Inferring the causal effect of a treatment on an outcome in an observational study requires adjusting for observed baseline confounders to avoid bias. However, adjusting for all observed baseline covariates, when only a subset are confounders of the effect of interest, is known to yield potentially inefficient and unstable estimators of the treatment effect. Furthermore, it raises the risk of finite-sample bias and bias due to model misspecification. For these stated reasons, confounder (or covariate) selection is commonly used to determine a subset of the available covariates that is sufficient for confounding adjustment. In this article, we propose a confounder selection strategy that focuses on stable estimation of the treatment effect. In particular, when the propensity score model already includes covariates that are sufficient to adjust for confounding, then the addition of covariates that are associated with either treatment or outcome alone, but not both, should not systematically change the effect estimator. The proposal, therefore, entails first prioritizing covariates for inclusion in the propensity score model, then using a change-in-estimate approach to select the smallest adjustment set that yields a stable effect estimate. The ability of the proposal to correctly select confounders, and to ensure valid inference of the treatment effect following data-driven covariate selection, is assessed empirically and compared with existing methods using simulation studies. We demonstrate the procedure using three different publicly available datasets commonly used for causal inference.
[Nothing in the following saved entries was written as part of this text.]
pub mod cost;
pub mod error;
pub mod oplog;

pub use cost::{CostSource, NoteFileSource, SessionLogSource, SessionsApiSource};
pub use error::{Result, SourceError};
pub use oplog::{parse_line, read_tail};
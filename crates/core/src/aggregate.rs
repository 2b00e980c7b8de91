use std::collections::{BTreeMap, BTreeSet};

use chrono::{DateTime, Duration, NaiveDate, Utc};
use chrono_tz::Tz;

use crate::types::{CostRecord, DailyCostBucket};

/// The calendar day a timestamp falls on in the dashboard's reference
/// timezone. Day bucketing is deliberately not UTC: a late-night session
/// should land on the operator's local day.
pub fn local_day(ts: DateTime<Utc>, tz: &Tz) -> NaiveDate {
    ts.with_timezone(tz).date_naive()
}

pub fn round_cents(value: f64) -> f64 {
    (value * 100.0).round() / 100.0
}

#[derive(Default)]
struct DayAccumulator {
    total: f64,
    by_model: BTreeMap<String, f64>,
    by_project: BTreeMap<String, f64>,
    sessions: BTreeSet<String>,
}

/// Folds cost records into per-day buckets covering every date in
/// `[start, end]` inclusive, in ascending order.
///
/// Days with no matching records still produce a zero-valued bucket; chart
/// continuity depends on the window being complete. Session counts are the
/// cardinality of the distinct session-id set per day, so several
/// cost-bearing records from one session count once. Dollar values are
/// accumulated unrounded and rounded to cents only here, at output.
pub fn aggregate_between(
    records: &[CostRecord],
    start: NaiveDate,
    end: NaiveDate,
) -> Vec<DailyCostBucket> {
    let mut days: BTreeMap<NaiveDate, DayAccumulator> = BTreeMap::new();
    let mut date = start;
    while date <= end {
        days.insert(date, DayAccumulator::default());
        date += Duration::days(1);
    }

    for record in records {
        // Records outside the window are ignored, not an error.
        let Some(day) = days.get_mut(&record.date) else {
            continue;
        };
        day.total += record.amount_usd;
        *day.by_model.entry(record.model.clone()).or_insert(0.0) += record.amount_usd;
        *day.by_project.entry(record.project.clone()).or_insert(0.0) += record.amount_usd;
        day.sessions.insert(record.session_id.clone());
    }

    days.into_iter()
        .map(|(date, acc)| DailyCostBucket {
            date,
            total_usd: round_cents(acc.total),
            by_model: acc
                .by_model
                .into_iter()
                .map(|(model, value)| (model, round_cents(value)))
                .collect(),
            by_project: acc
                .by_project
                .into_iter()
                .map(|(project, value)| (project, round_cents(value)))
                .collect(),
            sessions: acc.sessions.len() as u64,
        })
        .collect()
}

/// The last `window_days` buckets ending on `today`, zero-filled.
pub fn aggregate_daily(
    records: &[CostRecord],
    window_days: u32,
    today: NaiveDate,
) -> Vec<DailyCostBucket> {
    let window_days = window_days.max(1);
    let start = today - Duration::days(i64::from(window_days) - 1);
    aggregate_between(records, start, today)
}
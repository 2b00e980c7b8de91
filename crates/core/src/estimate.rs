use crate::pricing::PricingTable;

/// Estimated cost in dollars for one session or event.
///
/// Uses explicit input/output counts when either is present. When only an
/// aggregate total is known, assumes a 25%/75% input/output split before
/// applying the same rates; that split is a stated approximation policy,
/// not a measurement, and callers surfacing the result should label it as
/// estimated. No rounding happens here; cents rounding is applied once at
/// aggregation output.
pub fn estimate_cost(
    table: &PricingTable,
    model: &str,
    input_tokens: u64,
    output_tokens: u64,
    total_tokens: u64,
) -> f64 {
    let price = table.price_for(model);
    if input_tokens > 0 || output_tokens > 0 {
        return (input_tokens as f64 / 1_000_000.0) * price.input_per_1m
            + (output_tokens as f64 / 1_000_000.0) * price.output_per_1m;
    }
    let est_input = total_tokens as f64 * 0.25;
    let est_output = total_tokens as f64 * 0.75;
    (est_input / 1_000_000.0) * price.input_per_1m
        + (est_output / 1_000_000.0) * price.output_per_1m
}
#![doc = include_str!("../README.md")]

use anyhow::{Context, Result as AResult, bail};
use clap::{Parser, Subcommand};
use pknative::{Error, GeneratorConfig, config::CONFIG_FILE_NAME};
use tracing::{error, info, warn};
use tracing_subscriber::EnvFilter;

use std::{ffi::OsStr, path::PathBuf};

/// Environment variable read for the log filter, e.g. `PKNATIVE_LOG=debug`.
pub const LOG_ENV: &str = "PKNATIVE_LOG";

/// Result type returned from the [`run`] function.
pub type CrateResult = AResult<()>;

/// Runs the CLI application. Returns nothing in a result on success.
///
/// # Errors
///
/// Returns an error if the application fails to run.
pub fn run() -> CrateResult {
    let filter = EnvFilter::try_from_env(LOG_ENV).unwrap_or_else(|_| EnvFilter::new("info"));
    tracing_subscriber::fmt()
        .with_env_filter(filter)
        .with_target(false)
        .with_writer(std::io::stderr)
        .init();

    Args::parse_from(std::env::args()).handle()
}

#[derive(Parser)]
#[clap(
    about = "Generates the pocketlang native API surface for dynamically loaded modules.",
    version = env!("CARGO_PKG_VERSION")
)]
struct Args {
    #[clap(flatten)]
    paths: Paths,
    /// What to do. Defaults to `generate`.
    #[clap(subcommand)]
    command: Option<Command>,
}

#[derive(Subcommand)]
enum Command {
    /// Generates the plugin and host artifacts from the header.
    ///
    /// Artifacts whose content would not change are left untouched so build
    /// systems do not rebuild them.
    Generate,
    /// Exits with an error if either artifact is missing or out of date.
    Check,
    /// Prints the exported functions parsed from the header.
    List(List),
    /// Regenerates the artifacts whenever the header or the configuration
    /// file changes.
    Watch(Watch),
}

#[derive(Parser)]
struct Paths {
    /// Project root the configured paths are relative to. Defaults to the
    /// current directory.
    #[arg(long, global = true)]
    root: Option<PathBuf>,
    /// Configuration file. Defaults to `pknative.toml` in the project root
    /// when it exists.
    #[arg(long, global = true)]
    config: Option<PathBuf>,
    /// Overrides the header to read.
    #[arg(long, global = true)]
    header: Option<PathBuf>,
    /// Overrides the plugin artifact destination.
    #[arg(long, global = true)]
    plugin_out: Option<PathBuf>,
    /// Overrides the host artifact destination.
    #[arg(long, global = true)]
    host_out: Option<PathBuf>,
}

#[derive(Parser)]
struct List {
    /// Prints JSON instead of C prototypes.
    #[arg(long)]
    json: bool,
}

#[derive(Parser)]
struct Watch {
    /// Milliseconds to wait for further changes before regenerating.
    #[arg(long, default_value_t = 500)]
    debounce: u64,
}

impl Args {
    pub fn handle(self) -> CrateResult {
        let Self { paths, command } = self;
        match command.unwrap_or(Command::Generate) {
            Command::Generate => generate(&paths.config()?),
            Command::Check => check(&paths.config()?),
            Command::List(list) => list.handle(&paths.config()?),
            Command::Watch(watch) => watch.handle(&paths),
        }
    }
}

impl Paths {
    /// Resolves the configuration: file (explicit or discovered) first, then
    /// command line overrides.
    fn config(&self) -> AResult<GeneratorConfig> {
        let root = match &self.root {
            Some(root) => root.clone(),
            None => std::env::current_dir().context("Failed to get current directory")?,
        };
        let mut config = match &self.config {
            Some(path) => GeneratorConfig::load(path, root)?,
            None => GeneratorConfig::discover(root)?,
        };

        if let Some(header) = &self.header {
            config.header.clone_from(header);
        }
        if let Some(plugin_out) = &self.plugin_out {
            config.plugin_out.clone_from(plugin_out);
        }
        if let Some(host_out) = &self.host_out {
            config.host_out.clone_from(host_out);
        }
        Ok(config)
    }
}

fn generate(config: &GeneratorConfig) -> CrateResult {
    let generated = pknative::generate(config)
        .with_context(|| format!("Failed to generate from `{}`", config.header.display()))?;
    for artifact in generated.artifacts.all() {
        println!("Generated: {}", artifact.display_path.display());
    }
    Ok(())
}

fn check(config: &GeneratorConfig) -> CrateResult {
    match pknative::check(config) {
        Ok(()) => {
            println!("Native API artifacts are up to date.");
            Ok(())
        }
        Err(e @ Error::Stale { .. }) => bail!("{e}, run `pknative generate` to update them"),
        Err(e) => {
            Err(e).with_context(|| format!("Failed to check `{}`", config.header.display()))
        }
    }
}

impl List {
    pub fn handle(self, config: &GeneratorConfig) -> CrateResult {
        let signatures = pknative::load_signatures(config)
            .with_context(|| format!("Failed to parse `{}`", config.header.display()))?;

        if self.json {
            let listing = serde_json::json!({
                "fingerprint": format!("0x{:016x}", signatures.fingerprint()),
                "functions": signatures,
            });
            let text = serde_json::to_string_pretty(&listing)
                .with_context(|| "Failed to serialize the function list")?;
            println!("{text}");
        } else {
            for signature in &signatures {
                println!("{signature}");
            }
        }
        Ok(())
    }
}

impl Watch {
    pub fn handle(self, paths: &Paths) -> CrateResult {
        use notify::RecursiveMode;
        use notify_debouncer_full::new_debouncer;
        use std::{
            sync::{
                Arc,
                atomic::{AtomicBool, Ordering},
                mpsc::{RecvTimeoutError, channel},
            },
            time::Duration,
        };

        let mut config = paths.config()?;
        Self::regenerate(&config);

        let running = Arc::new(AtomicBool::new(true));
        let r = running.clone();
        ctrlc::set_handler(move || {
            r.store(false, Ordering::SeqCst);
        })
        .context("Failed to set Ctrl+C handler")?;

        let (tx, rx) = channel();
        let mut debouncer = new_debouncer(Duration::from_millis(self.debounce), None, tx)
            .context("Failed to create file watcher")?;

        // Editors often replace the file instead of writing it in place, so
        // the directories are watched rather than the files themselves.
        for dir in Self::watch_dirs(&config) {
            debouncer
                .watch(&dir, RecursiveMode::NonRecursive)
                .with_context(|| format!("Failed to watch {}", dir.display()))?;
        }

        info!(
            header = %config.header_path().display(),
            "watching for changes, press Ctrl+C to stop"
        );

        while running.load(Ordering::SeqCst) {
            match rx.recv_timeout(Duration::from_millis(100)) {
                Ok(Ok(events)) => {
                    if !Self::is_relevant_event(&events, &config) {
                        continue;
                    }
                    info!("change detected, regenerating");
                    match paths.config() {
                        Ok(reloaded) => config = reloaded,
                        Err(e) => {
                            error!("{e:#}");
                            continue;
                        }
                    }
                    Self::regenerate(&config);
                }
                Ok(Err(errors)) => {
                    for e in errors {
                        warn!("watch error: {e}");
                    }
                }
                Err(RecvTimeoutError::Timeout) => {}
                Err(RecvTimeoutError::Disconnected) => {
                    bail!("File watcher channel disconnected");
                }
            }
        }

        info!("shutting down");
        Ok(())
    }

    /// Regenerates, reporting failures without stopping the watch loop.
    fn regenerate(config: &GeneratorConfig) {
        match pknative::generate(config) {
            Ok(generated) if generated.summary.written.is_empty() => {
                info!("artifacts are up to date");
            }
            Ok(generated) => {
                for path in &generated.summary.written {
                    println!("Generated: {}", path.display());
                }
            }
            Err(e) => {
                error!("{e}");
                info!("waiting for changes");
            }
        }
    }

    fn watch_dirs(config: &GeneratorConfig) -> Vec<PathBuf> {
        let mut dirs = vec![config.root.clone()];
        let header = config.header_path();
        if let Some(parent) = header.parent() {
            if !dirs.iter().any(|dir| dir == parent) {
                dirs.push(parent.to_path_buf());
            }
        }
        dirs
    }

    fn is_relevant_event(
        events: &[notify_debouncer_full::DebouncedEvent],
        config: &GeneratorConfig,
    ) -> bool {
        let header = config.header_path();
        let header_name = header.file_name();
        events
            .iter()
            .filter(|event| !event.kind.is_access())
            .any(|event| {
                event.paths.iter().any(|path: &PathBuf| {
                    let name = path.file_name();
                    name == header_name || name == Some(OsStr::new(CONFIG_FILE_NAME))
                })
            })
    }
}
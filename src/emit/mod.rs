//! Emitters turning a [`SignatureSet`] into C source.
//!
//! Each emitter renders one block of an artifact. They all walk the same
//! signature set in the same order, which is what keeps the table layout seen
//! by the plugin identical to the one built by the host.

pub mod builder;
pub mod forwarder;
pub mod initializer;
pub mod loader;
pub mod table;

use std::fmt::{Error as FmtError, Result as FmtResult};

pub use builder::HostBuilder;
pub use forwarder::Forwarders;
pub use initializer::PluginInitializer;
pub use loader::LoaderSymbols;
pub use table::{ApiConstants, FnTypedefs, TableType};

use crate::{config::Naming, signature::SignatureSet};

/// Implemented on every block that can be rendered into an artifact.
pub trait Emit {
    /// Renders the block into a new string.
    ///
    /// # Errors
    ///
    /// Returns an error if there was an error writing into the string.
    fn to_source(&self) -> Result<String, FmtError> {
        let mut buf = String::new();
        self.emit(&mut buf)?;
        Ok(buf)
    }

    /// Renders the block, appending to `buf`.
    ///
    /// # Errors
    ///
    /// Returns an error if there was an error writing into the buffer.
    fn emit(&self, buf: &mut String) -> FmtResult;
}

/// Everything an emitter needs: the conventions and the ordered signatures.
#[derive(Debug, Clone, Copy)]
pub struct Api<'a> {
    /// Identifier conventions.
    pub naming: &'a Naming,
    /// Exported functions in declaration order.
    pub signatures: &'a SignatureSet,
    /// Fingerprint of [`Self::signatures`].
    pub fingerprint: u64,
}

impl<'a> Api<'a> {
    /// Bundles `naming` and `signatures`, computing the fingerprint once.
    #[must_use]
    pub fn new(naming: &'a Naming, signatures: &'a SignatureSet) -> Self {
        Self {
            naming,
            signatures,
            fingerprint: signatures.fingerprint(),
        }
    }
}

#[cfg(test)]
pub(crate) mod test_support {
    use crate::signature::{ApiFunctionSignature, Parameter, SignatureSet};

    /// Two small signatures covering void/non-void and empty/non-empty
    /// parameter lists.
    pub fn sample() -> SignatureSet {
        SignatureSet::try_from(vec![
            ApiFunctionSignature {
                name: "pkNewConfiguration".into(),
                parameters: vec![],
                return_type: "PkConfiguration".into(),
                line: 1,
            },
            ApiFunctionSignature {
                name: "pkSetGlobal".into(),
                parameters: vec![Parameter::new("vm", "PKVM*"), Parameter::new("val", "int")],
                return_type: "void".into(),
                line: 2,
            },
        ])
        .unwrap()
    }
}
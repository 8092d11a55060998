//! Benchmarks for header parsing and artifact rendering.
//!
//! Synthetic headers of increasing size are parsed and rendered entirely in
//! memory so the numbers reflect the generator and not the filesystem.

#![allow(missing_docs, clippy::unwrap_used, clippy::cast_possible_truncation)]

use std::fmt::Write;

use criterion::{BenchmarkId, Criterion, Throughput, black_box, criterion_group, criterion_main};
use pknative::{Artifacts, GeneratorConfig, parse_header};

const SIZES: [usize; 3] = [50, 200, 500];

/// Builds a header with `count` exported declarations of mixed shapes.
fn synthetic_header(count: usize) -> String {
    let mut header = String::from(
        "#ifndef POCKETLANG_H\n#define POCKETLANG_H\n\n/* POCKETLANG PUBLIC API */\n\n",
    );
    for i in 0..count {
        let written = match i % 4 {
            0 => writeln!(header, "PK_PUBLIC PkConfiguration pkFn{i}(void);"),
            1 => writeln!(header, "// Sets slot {i}.\nPK_PUBLIC void pkFn{i}(PKVM* vm, int val);"),
            2 => writeln!(
                header,
                "PK_PUBLIC bool pkFn{i}(PKVM* vm, int arg,\n                    const char** value, uint32_t* length);"
            ),
            _ => writeln!(header, "PK_PUBLIC void pkFn{i}Fmt(PKVM* vm, const char* fmt, ...);"),
        };
        written.unwrap();
    }
    header.push_str("\n#endif // POCKETLANG_H\n");
    header
}

fn bench_parse(c: &mut Criterion) {
    let mut group = c.benchmark_group("parse_header");
    let config = GeneratorConfig::default();

    for size in &SIZES {
        let header = synthetic_header(*size);
        group.throughput(Throughput::Elements(*size as u64));
        group.bench_with_input(BenchmarkId::new("declarations", size), &header, |b, header| {
            b.iter(|| parse_header(black_box(header), &config).unwrap());
        });
    }

    group.finish();
}

fn bench_render(c: &mut Criterion) {
    let mut group = c.benchmark_group("render_artifacts");
    let config = GeneratorConfig::default();

    for size in &SIZES {
        let signatures = parse_header(&synthetic_header(*size), &config).unwrap();
        group.throughput(Throughput::Elements(signatures.len() as u64));
        group.bench_with_input(
            BenchmarkId::new("signatures", size),
            &signatures,
            |b, signatures| {
                b.iter(|| Artifacts::render(&config, black_box(signatures)).unwrap());
            },
        );
    }

    group.finish();
}

fn bench_fingerprint(c: &mut Criterion) {
    let config = GeneratorConfig::default();
    let signatures = parse_header(&synthetic_header(500), &config).unwrap();

    c.bench_function("fingerprint_500", |b| {
        b.iter(|| black_box(&signatures).fingerprint());
    });
}

criterion_group!(benches, bench_parse, bench_render, bench_fingerprint);
criterion_main!(benches);
//! Host-only function filling a table with the addresses of the statically
//! linked implementations.

use std::fmt::{Result as FmtResult, Write};

use super::{Api, Emit};

/// `<Table> pkMakeNativeAPI(void)`, guarded by the implement flag so it is
/// only compiled into the host binary.
pub struct HostBuilder<'a>(pub Api<'a>);

impl Emit for HostBuilder<'_> {
    fn emit(&self, buf: &mut String) -> FmtResult {
        let Api {
            naming, signatures, ..
        } = self.0;

        writeln!(buf, "#ifdef {}", naming.implement_flag)?;
        writeln!(buf)?;
        writeln!(buf, "{} {}(void) {{", naming.table_type, naming.make_api_fn)?;
        writeln!(buf)?;
        writeln!(buf, "  {} api;", naming.table_type)?;
        writeln!(buf)?;
        for signature in signatures {
            writeln!(
                buf,
                "  api.{} = {};",
                naming.field_name(&signature.name),
                signature.name
            )?;
        }
        writeln!(buf)?;
        writeln!(buf, "  return api;")?;
        writeln!(buf, "}}")?;
        writeln!(buf)?;
        writeln!(buf, "#endif // {}", naming.implement_flag)
    }
}
/// Finds every statement in `region` that starts with `marker` at the
/// beginning of a line (after optional indentation) and runs to the next `;`
/// outside a comment. Lines inside block comments never start a statement.
///
/// # Errors
///
/// Returns [`Error::Parse`] if a statement is never terminated.
pub fn find_candidates<'a>(region: &ScanRegion<'a>, marker: &str) -> Result<Vec<Candidate<'a>>> {
    let text = region.text;
    let mut candidates = Vec::new();
    let mut pos = 0;
    let mut in_comment = false;

    while pos < text.len() {
        let line_end = text[pos..].find('\n').map_or(text.len(), |i| pos + i);
        let line = &text[pos..line_end];
        let body = line.trim_start_matches([' ', '\t']);

        let starts_declaration = !in_comment
            && body
                .strip_prefix(marker)
                .is_some_and(|rest| rest.is_empty() || rest.starts_with(char::is_whitespace));
        if !starts_declaration {
            in_comment = comment_open_after(line, in_comment);
            pos = line_end + 1;
            continue;
        }

        let start = pos + (line.len() - body.len());
        let mut lexer = Lexer::new(&text[start..]);
        if !lexer.by_ref().any(|token| token == Token::Semi) {
            return Err(Error::Parse {
                line: region.line_at(start),
                text: flatten(body),
                reason: "unterminated declaration, expected `;`".into(),
            });
        }
        let end = start + lexer.offset();
        candidates.push(Candidate {
            line: region.line_at(start),
            text: &text[start..end],
        });

        let rest_end = text[end..].find('\n').map_or(text.len(), |i| end + i);
        in_comment = comment_open_after(&text[end..rest_end], false);
        pos = rest_end + 1;
    }

    Ok(candidates)
}

/// Whether a block comment is still open at the end of `line`, given
/// whether one was open at its start.
fn comment_open_after(mut line: &str, mut open: bool) -> bool {
    loop {
        if open {
            let Some(close) = line.find("*/") else {
                return true;
            };
            line = &line[close + 2..];
            open = false;
        } else {
            let line_comment = line.find("//");
            match line.find("/*") {
                Some(block) if line_comment.is_none_or(|c| block < c) => {
                    line = &line[block + 2..];
                    open = true;
                }
                _ => return false,
            }
        }
    }
}

/// Parses every exported declaration in `region` into an ordered signature
/// set. Variadic declarations are logged and skipped.
///
/// # Errors
///
/// Returns the first parse error encountered, or [`Error::DuplicateName`]
/// if two declarations share a name.
pub fn parse_region(region: &ScanRegion<'_>, naming: &Naming) -> Result<SignatureSet> {
    let mut set = SignatureSet::new();
    for candidate in find_candidates(region, &naming.export_marker)? {
        match parse_declaration(&candidate, &naming.export_marker)? {
            Declaration::Function(signature) => {
                check_parameter_names(&candidate, &signature, naming)?;
                debug!(line = signature.line, "parsed `{signature}`");
                set.push(signature)?;
            }
            Declaration::Variadic { name, line } => {
                warn!(line, "skipping variadic function `{name}`, it cannot be forwarded");
            }
        }
    }
    Ok(set)
}

/// Forwarders refer to the table instance by name, so a parameter with the
/// same name would hide it.
fn check_parameter_names(
    candidate: &Candidate<'_>,
    signature: &ApiFunctionSignature,
    naming: &Naming,
) -> Result<()> {
    let instance = &naming.table_instance;
    match signature.parameters.iter().find(|p| p.name == *instance) {
        Some(parameter) => Err(Error::Parse {
            line: candidate.line,
            text: flatten(candidate.text),
            reason: format!(
                "parameter `{}` shadows the table instance `{instance}`, rename it",
                parameter.name
            ),
        }),
        None => Ok(()),
    }
}

/// Parses a single candidate statement.
///
/// # Errors
///
/// Returns [`Error::Parse`] describing the first token that does not fit the
/// grammar.
pub fn parse_declaration(candidate: &Candidate<'_>, marker: &str) -> Result<Declaration> {
    let tokens = tokenize(candidate.text);

    if tokens.contains(&Token::Ellipsis) {
        let name = tokens
            .iter()
            .position(|t| *t == Token::LParen)
            .and_then(|i| i.checked_sub(1))
            .and_then(|i| match tokens[i] {
                Token::Ident(name) => Some(name.to_string()),
                _ => None,
            })
            .unwrap_or_else(|| "<unnamed>".into());
        return Ok(Declaration::Variadic {
            name,
            line: candidate.line,
        });
    }

    DeclParser {
        tokens: &tokens,
        pos: 0,
        candidate,
    }
    .declaration(marker)
    .map(Declaration::Function)
}

struct DeclParser<'t, 'a> {
    tokens: &'t [Token<'a>],
    pos: usize,
    candidate: &'t Candidate<'a>,
}

impl<'a> DeclParser<'_, 'a> {
    fn error(&self, reason: impl Into<String>) -> Error {
        Error::Parse {
            line: self.candidate.line,
            text: flatten(self.candidate.text),
            reason: reason.into(),
        }
    }

    fn peek(&self) -> Option<Token<'a>> {
        self.tokens.get(self.pos).copied()
    }

    fn bump(&mut self) -> Option<Token<'a>> {
        let token = self.peek();
        self.pos += 1;
        token
    }

    fn declaration(mut self, marker: &str) -> Result<ApiFunctionSignature> {
        match self.bump() {
            Some(Token::Ident(word)) if word == marker => {}
            _ => return Err(self.error(format!("expected `{marker}`"))),
        }

        let head = self.type_words("return type")?;
        if self.peek() != Some(Token::LParen) {
            return Err(self.error("expected `(` after the function name"));
        }
        let (return_type, name) = self.split_name(head, "function")?;

        self.bump();
        let parameters = self.parameters()?;

        match self.bump() {
            Some(Token::Semi) => {}
            Some(token) => {
                return Err(self.error(format!("unexpected `{token}` after the parameter list")));
            }
            None => return Err(self.error("expected `;`")),
        }
        if let Some(token) = self.peek() {
            return Err(self.error(format!("unexpected `{token}` after `;`")));
        }

        Ok(ApiFunctionSignature {
            name,
            parameters,
            return_type,
            line: self.candidate.line,
        })
    }

    /// Consumes identifiers and `*` up to the next delimiter.
    fn type_words(&mut self, context: &str) -> Result<Vec<Token<'a>>> {
        let mut words = Vec::new();
        while let Some(token) = self.peek() {
            match token {
                Token::Ident(_) | Token::Star => words.push(token),
                Token::LParen | Token::RParen | Token::Comma | Token::Semi => break,
                Token::LBracket => {
                    return Err(
                        self.error(format!("array declarators are not supported in {context}"))
                    );
                }
                other => return Err(self.error(format!("unexpected `{other}` in {context}"))),
            }
            self.pos += 1;
        }
        Ok(words)
    }

    /// Splits `type-word+ NAME` into its normalized type and name.
    fn split_name(&self, words: Vec<Token<'a>>, what: &str) -> Result<(String, String)> {
        let Some((Token::Ident(name), ty)) = words.split_last() else {
            return Err(self.error(format!("expected a {what} name")));
        };
        if !ty.iter().any(|t| matches!(t, Token::Ident(_))) {
            return Err(self.error(format!("{what} `{name}` has no type")));
        }
        Ok((render_type(ty), (*name).to_string()))
    }

    fn parameters(&mut self) -> Result<Vec<Parameter>> {
        match (self.peek(), self.tokens.get(self.pos + 1)) {
            (Some(Token::RParen), _) => {
                self.bump();
                return Ok(Vec::new());
            }
            (Some(Token::Ident("void")), Some(Token::RParen)) => {
                self.pos += 2;
                return Ok(Vec::new());
            }
            _ => {}
        }

        let mut parameters = Vec::new();
        loop {
            let index = parameters.len() + 1;
            let words = self.type_words(&format!("parameter {index}"))?;
            if self.peek() == Some(Token::LParen) {
                return Err(self.error(format!(
                    "function pointer declarator in parameter {index} is not supported, use a typedef"
                )));
            }
            let (ty, name) = self.split_name(words, &format!("parameter {index}"))?;
            parameters.push(Parameter { name, ty });

            match self.bump() {
                Some(Token::Comma) => {}
                Some(Token::RParen) => return Ok(parameters),
                _ => return Err(self.error("expected `,` or `)` in the parameter list")),
            }
        }
    }
}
翻译:对观测研究的结果进行处理的因果关系推断,需要调整观察到的基线混凝体,以避免偏差。然而,如果对所有观察到的基线共变体进行调整,只要一个子集是利息效应的混杂者,就可发现对处理效应的估算结果可能产生潜在低效和不稳定的估算结果。此外,由于模型的偏差,这增加了有限分布偏差和偏差的风险。由于上述所述原因,通常使用混混(或共变)选择来确定现有可调合物的一部分,足以调和调整。在本条中,我们建议采用一个重合者选择战略,侧重于对治疗效果的稳定估计。特别是当偏差分模型已经包括足以调整混和不稳定的估算结果的共变差因素时,由于模型的偏差或结果本身不同,因此不应系统地改变估计结果。因此,提议首先将现有可调和变量排列成适合调和调和调整模式,然后使用变更估算结果的方法,然后采用修改和估算结果,在选择最精确的估算结果时,采用最精确的估算方法。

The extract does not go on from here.